__What you should do__. Here is a set of records. Copy them all exactly.

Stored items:
use study::LogId;
use study_client::ClientError;

use crate::persistence::PersistenceError;

/// Errors surfaced by the entity store.
#[derive(Debug, thiserror::Error)]
pub enum StoreError {
    #[error("Unknown subject: {0}")]
    UnknownSubject(String),
    #[error("Subject already exists: {0}")]
    DuplicateSubject(String),
    #[error("Subject name must not be empty")]
    EmptyName,
    /// The study log was stored locally, but could not be mirrored because
    /// no actor is logged in.
    #[error("Study {log_id} saved locally but not mirrored: {source}")]
    MissingActor {
        log_id: LogId,
        #[source]
        source: ClientError,
    },
    #[error(transparent)]
    Persistence(#[from] PersistenceError),
}

impl StoreError {
    /// ID of a study log that was written despite the error, if any.
    pub fn saved_log_id(&self) -> Option<LogId> {
        match self {
            Self::MissingActor { log_id, .. } => Some(*log_id),
            _ => None,
        }
    }
}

__Solution for this task__.
use study::LogId;
use study_client::ClientError;

use crate::persistence::PersistenceError;

/// Errors surfaced by the entity store.
#[derive(Debug, thiserror::Error)]
pub enum StoreError {
    #[error("Unknown subject: {0}")]
    UnknownSubject(String),
    #[error("Subject already exists: {0}")]
    DuplicateSubject(String),
    #[error("Subject name must not be empty")]
    EmptyName,
    /// The study log was stored locally, but could not be mirrored because
    /// no actor is logged in.
    #[error("Study {log_id} saved locally but not mirrored: {source}")]
    MissingActor {
        log_id: LogId,
        #[source]
        source: ClientError,
    },
    #[error(transparent)]
    Persistence(#[from] PersistenceError),
}

impl StoreError {
    /// ID of a study log that was written despite the error, if any.
    pub fn saved_log_id(&self) -> Option<LogId> {
        match self {
            Self::MissingActor { log_id, .. } => Some(*log_id),
            _ => None,
        }
    }
}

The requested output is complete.